=== Dataset extract ===

/// Application settings from environment variables
pub mod app;

/// Database configuration and connection management
pub mod database;

/// Built-in status catalog and optional catalog file loading
pub mod statuses;

pub use app::{AppConfig, CorsOrigins};
pub use statuses::DEFAULT_STATUS;
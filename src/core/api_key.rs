//! API key business logic - Issues, looks up and rotates per-nightline access keys.
//!
//! Every nightline owns exactly one key, created together with the nightline and only
//! removed when the nightline is deregistered. Rotation rewrites the same row.

use crate::{
    entities::{ApiKey, ApiKeyModel, Nightline, NightlineModel, api_key},
    errors::{Error, Result},
};
use base64::Engine;
use base64::engine::general_purpose::URL_SAFE_NO_PAD;
use rand::RngCore;
use rand::rngs::OsRng;
use sea_orm::{Set, prelude::*};
use tracing::{debug, info, warn};

/// Random bytes drawn for a new key before encoding.
pub const DEFAULT_KEY_BYTES: usize = 256;

/// Generates a URL-safe token from `length` bytes of OS randomness.
///
/// `length` is the entropy budget in bytes, the encoded token is longer.
#[must_use]
pub fn generate(length: usize) -> String {
    let mut bytes = vec![0u8; length];
    OsRng.fill_bytes(&mut bytes);
    URL_SAFE_NO_PAD.encode(bytes)
}

/// Inserts a fresh key for `nightline_id`.
pub async fn create_for_nightline<C>(db: &C, nightline_id: i32) -> Result<ApiKeyModel>
where
    C: ConnectionTrait,
{
    let key = api_key::ActiveModel {
        key: Set(generate(DEFAULT_KEY_BYTES)),
        nightline_id: Set(nightline_id),
        ..Default::default()
    };
    key.insert(db).await.map_err(Into::into)
}

/// Returns the key of a nightline, if one exists.
pub async fn get_for_nightline<C>(db: &C, nightline_id: i32) -> Result<Option<ApiKeyModel>>
where
    C: ConnectionTrait,
{
    ApiKey::find()
        .filter(api_key::Column::NightlineId.eq(nightline_id))
        .one(db)
        .await
        .map_err(Into::into)
}

/// Replaces the key of `nightline` with a new random value.
///
/// # Errors
/// Returns [`Error::ApiKeyNotFound`] if the nightline has no key row, which means the
/// nightline is in a broken state; the key is not silently recreated.
pub async fn renew<C>(db: &C, nightline: &NightlineModel) -> Result<ApiKeyModel>
where
    C: ConnectionTrait,
{
    debug!("Renewing API key for nightline '{}'", nightline.name);
    let Some(existing) = get_for_nightline(db, nightline.id).await? else {
        warn!("Nightline '{}' has no API key to renew", nightline.name);
        return Err(Error::ApiKeyNotFound {
            nightline: nightline.name.clone(),
        });
    };

    let mut key: api_key::ActiveModel = existing.into();
    key.key = Set(generate(DEFAULT_KEY_BYTES));
    let key = key.update(db).await?;
    info!("API key renewed for nightline '{}'", nightline.name);
    Ok(key)
}

/// Resolves a presented token to the nightline owning it.
pub async fn authenticate<C>(db: &C, token: &str) -> Result<Option<NightlineModel>>
where
    C: ConnectionTrait,
{
    if token.is_empty() {
        return Ok(None);
    }
    let Some(key) = ApiKey::find()
        .filter(api_key::Column::Key.eq(token))
        .one(db)
        .await?
    else {
        return Ok(None);
    };
    Nightline::find_by_id(key.nightline_id)
        .one(db)
        .await
        .map_err(Into::into)
}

===

A verbatim copy of the listing is to be returned in full.

*Written reply*.
/// Application settings from environment variables
pub mod app;

/// Database configuration and connection management
pub mod database;

/// Built-in status catalog and optional catalog file loading
pub mod statuses;

pub use app::{AppConfig, CorsOrigins};
pub use statuses::DEFAULT_STATUS;
filename src/core/api_key.rs
//! API key business logic - Issues, looks up and rotates per-nightline access keys.
//!
//! Every nightline owns exactly one key, created together with the nightline and only
//! removed when the nightline is deregistered. Rotation rewrites the same row.

use crate::{
    entities::{ApiKey, ApiKeyModel, Nightline, NightlineModel, api_key},
    errors::{Error, Result},
};
use base64::Engine;
use base64::engine::general_purpose::URL_SAFE_NO_PAD;
use rand::RngCore;
use rand::rngs::OsRng;
use sea_orm::{Set, prelude::*};
use tracing::{debug, info, warn};

/// Random bytes drawn for a new key before encoding.
pub const DEFAULT_KEY_BYTES: usize = 256;

/// Generates a URL-safe token from `length` bytes of OS randomness.
///
/// `length` is the entropy budget in bytes, the encoded token is longer.
#[must_use]
pub fn generate(length: usize) -> String {
    let mut bytes = vec![0u8; length];
    OsRng.fill_bytes(&mut bytes);
    URL_SAFE_NO_PAD.encode(bytes)
}

/// Inserts a fresh key for `nightline_id`.
pub async fn create_for_nightline<C>(db: &C, nightline_id: i32) -> Result<ApiKeyModel>
where
    C: ConnectionTrait,
{
    let key = api_key::ActiveModel {
        key: Set(generate(DEFAULT_KEY_BYTES)),
        nightline_id: Set(nightline_id),
        ..Default::default()
    };
    key.insert(db).await.map_err(Into::into)
}

/// Returns the key of a nightline, if one exists.
pub async fn get_for_nightline<C>(db: &C, nightline_id: i32) -> Result<Option<ApiKeyModel>>
where
    C: ConnectionTrait,
{
    ApiKey::find()
        .filter(api_key::Column::NightlineId.eq(nightline_id))
        .one(db)
        .await
        .map_err(Into::into)
}

/// Replaces the key of `nightline` with a new random value.
///
/// # Errors
/// Returns [`Error::ApiKeyNotFound`] if the nightline has no key row, which means the
/// nightline is in a broken state; the key is not silently recreated.
pub async fn renew<C>(db: &C, nightline: &NightlineModel) -> Result<ApiKeyModel>
where
    C: ConnectionTrait,
{
    debug!("Renewing API key for nightline '{}'", nightline.name);
    let Some(existing) = get_for_nightline(db, nightline.id).await? else {
        warn!("Nightline '{}' has no API key to renew", nightline.name);
        return Err(Error::ApiKeyNotFound {
            nightline: nightline.name.clone(),
        });
    };

    let mut key: api_key::ActiveModel = existing.into();
    key.key = Set(generate(DEFAULT_KEY_BYTES));
    let key = key.update(db).await?;
    info!("API key renewed for nightline '{}'", nightline.name);
    Ok(key)
}

/// Resolves a presented token to the nightline owning it.
pub async fn authenticate<C>(db: &C, token: &str) -> Result<Option<NightlineModel>>
where
    C: ConnectionTrait,
{
    if token.is_empty() {
        return Ok(None);
    }
    let Some(key) = ApiKey::find()
        .filter(api_key::Column::Key.eq(token))
        .one(db)
        .await?
    else {
        return Ok(None);
    };
    Nightline::find_by_id(key.nightline_id)
        .one(db)
        .await
        .map_err(Into::into)
}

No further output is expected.